%%
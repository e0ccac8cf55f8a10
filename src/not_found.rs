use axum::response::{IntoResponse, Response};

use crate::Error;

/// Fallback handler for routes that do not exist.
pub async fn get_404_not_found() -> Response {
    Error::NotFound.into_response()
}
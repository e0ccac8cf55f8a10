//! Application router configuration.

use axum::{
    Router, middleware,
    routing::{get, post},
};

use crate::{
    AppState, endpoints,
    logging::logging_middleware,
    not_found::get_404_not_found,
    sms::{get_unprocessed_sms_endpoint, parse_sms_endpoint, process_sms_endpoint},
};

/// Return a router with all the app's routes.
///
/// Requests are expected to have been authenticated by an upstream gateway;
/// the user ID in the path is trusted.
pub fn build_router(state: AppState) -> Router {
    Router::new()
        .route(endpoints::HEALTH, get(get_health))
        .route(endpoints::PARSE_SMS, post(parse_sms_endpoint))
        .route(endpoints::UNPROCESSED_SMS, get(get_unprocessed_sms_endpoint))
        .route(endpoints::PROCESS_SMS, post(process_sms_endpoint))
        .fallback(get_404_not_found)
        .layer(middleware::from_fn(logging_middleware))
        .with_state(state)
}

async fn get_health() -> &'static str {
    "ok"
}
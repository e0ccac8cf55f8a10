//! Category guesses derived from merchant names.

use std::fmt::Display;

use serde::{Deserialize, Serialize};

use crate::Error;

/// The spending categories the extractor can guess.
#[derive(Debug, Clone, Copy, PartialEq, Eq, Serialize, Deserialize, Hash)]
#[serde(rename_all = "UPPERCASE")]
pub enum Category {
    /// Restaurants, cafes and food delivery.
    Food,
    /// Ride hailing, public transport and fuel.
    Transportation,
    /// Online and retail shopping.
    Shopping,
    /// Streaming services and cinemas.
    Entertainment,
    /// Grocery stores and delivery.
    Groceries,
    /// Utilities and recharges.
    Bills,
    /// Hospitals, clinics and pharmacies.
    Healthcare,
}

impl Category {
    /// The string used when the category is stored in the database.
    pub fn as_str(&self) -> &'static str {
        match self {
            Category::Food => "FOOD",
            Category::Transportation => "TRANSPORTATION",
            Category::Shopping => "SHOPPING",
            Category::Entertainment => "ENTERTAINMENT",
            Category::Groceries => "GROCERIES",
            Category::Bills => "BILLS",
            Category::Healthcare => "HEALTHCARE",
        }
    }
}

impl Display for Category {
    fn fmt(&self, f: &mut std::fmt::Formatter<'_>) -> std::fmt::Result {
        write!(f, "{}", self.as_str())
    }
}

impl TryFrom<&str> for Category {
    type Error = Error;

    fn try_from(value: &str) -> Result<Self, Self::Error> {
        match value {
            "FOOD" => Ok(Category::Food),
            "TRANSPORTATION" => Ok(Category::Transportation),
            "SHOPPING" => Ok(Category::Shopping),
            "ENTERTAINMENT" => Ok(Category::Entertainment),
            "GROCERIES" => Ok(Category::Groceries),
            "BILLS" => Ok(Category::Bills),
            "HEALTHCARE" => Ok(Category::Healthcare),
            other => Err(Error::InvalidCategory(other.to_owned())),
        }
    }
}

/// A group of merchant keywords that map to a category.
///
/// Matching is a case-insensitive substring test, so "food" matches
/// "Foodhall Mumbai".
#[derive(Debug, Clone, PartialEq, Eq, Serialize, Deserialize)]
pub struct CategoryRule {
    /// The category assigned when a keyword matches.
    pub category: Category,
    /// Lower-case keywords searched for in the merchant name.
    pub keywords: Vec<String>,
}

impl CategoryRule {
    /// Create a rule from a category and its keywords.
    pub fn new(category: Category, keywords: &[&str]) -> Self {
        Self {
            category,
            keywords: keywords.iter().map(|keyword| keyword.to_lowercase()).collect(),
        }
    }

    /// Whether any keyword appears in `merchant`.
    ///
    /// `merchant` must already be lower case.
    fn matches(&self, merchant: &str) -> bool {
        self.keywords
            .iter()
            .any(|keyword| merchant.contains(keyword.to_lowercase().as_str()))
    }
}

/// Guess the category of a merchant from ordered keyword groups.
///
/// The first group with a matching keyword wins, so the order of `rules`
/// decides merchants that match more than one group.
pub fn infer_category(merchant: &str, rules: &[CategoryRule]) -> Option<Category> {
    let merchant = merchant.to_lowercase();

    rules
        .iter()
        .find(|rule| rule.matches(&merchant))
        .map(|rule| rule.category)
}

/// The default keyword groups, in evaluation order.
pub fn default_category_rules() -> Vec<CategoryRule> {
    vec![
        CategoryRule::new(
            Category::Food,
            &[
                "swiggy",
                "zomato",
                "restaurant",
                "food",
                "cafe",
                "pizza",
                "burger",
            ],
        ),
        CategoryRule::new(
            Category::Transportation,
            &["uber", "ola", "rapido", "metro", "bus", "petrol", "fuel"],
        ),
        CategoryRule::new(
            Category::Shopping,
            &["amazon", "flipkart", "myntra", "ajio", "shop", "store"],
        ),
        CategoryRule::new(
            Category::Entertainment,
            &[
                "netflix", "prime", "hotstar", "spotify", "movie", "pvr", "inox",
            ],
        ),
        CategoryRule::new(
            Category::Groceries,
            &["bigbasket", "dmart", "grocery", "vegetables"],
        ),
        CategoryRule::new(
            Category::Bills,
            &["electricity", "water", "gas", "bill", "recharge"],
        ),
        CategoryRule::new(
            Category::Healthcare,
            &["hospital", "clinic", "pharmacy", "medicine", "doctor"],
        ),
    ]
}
%%
• [ACTIVITY]
Exactly as they appear, restate all of the entries.

• [EXERCISE ANSWER]
repository e0ccac8cf55f8a10
filename src/not_found.rs
use axum::response::{IntoResponse, Response};

use crate::Error;

/// Fallback handler for routes that do not exist.
pub async fn get_404_not_found() -> Response {
    Error::NotFound.into_response()
}
repository e0ccac8cf55f8a10
//! Application router configuration.

use axum::{
    Router, middleware,
    routing::{get, post},
};

use crate::{
    AppState, endpoints,
    logging::logging_middleware,
    not_found::get_404_not_found,
    sms::{get_unprocessed_sms_endpoint, parse_sms_endpoint, process_sms_endpoint},
};

/// Return a router with all the app's routes.
///
/// Requests are expected to have been authenticated by an upstream gateway;
/// the user ID in the path is trusted.
pub fn build_router(state: AppState) -> Router {
    Router::new()
        .route(endpoints::HEALTH, get(get_health))
        .route(endpoints::PARSE_SMS, post(parse_sms_endpoint))
        .route(endpoints::UNPROCESSED_SMS, get(get_unprocessed_sms_endpoint))
        .route(endpoints::PROCESS_SMS, post(process_sms_endpoint))
        .fallback(get_404_not_found)
        .layer(middleware::from_fn(logging_middleware))
        .with_state(state)
}

async fn get_health() -> &'static str {
    "ok"
}
repository e0ccac8cf55f8a10
//! Category guesses derived from merchant names.

use std::fmt::Display;

use serde::{Deserialize, Serialize};

use crate::Error;

/// The spending categories the extractor can guess.
#[derive(Debug, Clone, Copy, PartialEq, Eq, Serialize, Deserialize, Hash)]
#[serde(rename_all = "UPPERCASE")]
pub enum Category {
    /// Restaurants, cafes and food delivery.
    Food,
    /// Ride hailing, public transport and fuel.
    Transportation,
    /// Online and retail shopping.
    Shopping,
    /// Streaming services and cinemas.
    Entertainment,
    /// Grocery stores and delivery.
    Groceries,
    /// Utilities and recharges.
    Bills,
    /// Hospitals, clinics and pharmacies.
    Healthcare,
}

impl Category {
    /// The string used when the category is stored in the database.
    pub fn as_str(&self) -> &'static str {
        match self {
            Category::Food => "FOOD",
            Category::Transportation => "TRANSPORTATION",
            Category::Shopping => "SHOPPING",
            Category::Entertainment => "ENTERTAINMENT",
            Category::Groceries => "GROCERIES",
            Category::Bills => "BILLS",
            Category::Healthcare => "HEALTHCARE",
        }
    }
}

impl Display for Category {
    fn fmt(&self, f: &mut std::fmt::Formatter<'_>) -> std::fmt::Result {
        write!(f, "{}", self.as_str())
    }
}

impl TryFrom<&str> for Category {
    type Error = Error;

    fn try_from(value: &str) -> Result<Self, Self::Error> {
        match value {
            "FOOD" => Ok(Category::Food),
            "TRANSPORTATION" => Ok(Category::Transportation),
            "SHOPPING" => Ok(Category::Shopping),
            "ENTERTAINMENT" => Ok(Category::Entertainment),
            "GROCERIES" => Ok(Category::Groceries),
            "BILLS" => Ok(Category::Bills),
            "HEALTHCARE" => Ok(Category::Healthcare),
            other => Err(Error::InvalidCategory(other.to_owned())),
        }
    }
}

/// A group of merchant keywords that map to a category.
///
/// Matching is a case-insensitive substring test, so "food" matches
/// "Foodhall Mumbai".
#[derive(Debug, Clone, PartialEq, Eq, Serialize, Deserialize)]
pub struct CategoryRule {
    /// The category assigned when a keyword matches.
    pub category: Category,
    /// Lower-case keywords searched for in the merchant name.
    pub keywords: Vec<String>,
}

impl CategoryRule {
    /// Create a rule from a category and its keywords.
    pub fn new(category: Category, keywords: &[&str]) -> Self {
        Self {
            category,
            keywords: keywords.iter().map(|keyword| keyword.to_lowercase()).collect(),
        }
    }

    /// Whether any keyword appears in `merchant`.
    ///
    /// `merchant` must already be lower case.
    fn matches(&self, merchant: &str) -> bool {
        self.keywords
            .iter()
            .any(|keyword| merchant.contains(keyword.to_lowercase().as_str()))
    }
}

/// Guess the category of a merchant from ordered keyword groups.
///
/// The first group with a matching keyword wins, so the order of `rules`
/// decides merchants that match more than one group.
pub fn infer_category(merchant: &str, rules: &[CategoryRule]) -> Option<Category> {
    let merchant = merchant.to_lowercase();

    rules
        .iter()
        .find(|rule| rule.matches(&merchant))
        .map(|rule| rule.category)
}

/// The default keyword groups, in evaluation order.
pub fn default_category_rules() -> Vec<CategoryRule> {
    vec![
        CategoryRule::new(
            Category::Food,
            &[
                "swiggy",
                "zomato",
                "restaurant",
                "food",
                "cafe",
                "pizza",
                "burger",
            ],
        ),
        CategoryRule::new(
            Category::Transportation,
            &["uber", "ola", "rapido", "metro", "bus", "petrol", "fuel"],
        ),
        CategoryRule::new(
            Category::Shopping,
            &["amazon", "flipkart", "myntra", "ajio", "shop", "store"],
        ),
        CategoryRule::new(
            Category::Entertainment,
            &[
                "netflix", "prime", "hotstar", "spotify", "movie", "pvr", "inox",
            ],
        ),
        CategoryRule::new(
            Category::Groceries,
            &["bigbasket", "dmart", "grocery", "vegetables"],
        ),
        CategoryRule::new(
            Category::Bills,
            &["electricity", "water", "gas", "bill", "recharge"],
        ),
        CategoryRule::new(
            Category::Healthcare,
            &["hospital", "clinic", "pharmacy", "medicine", "doctor"],
        ),
    ]
}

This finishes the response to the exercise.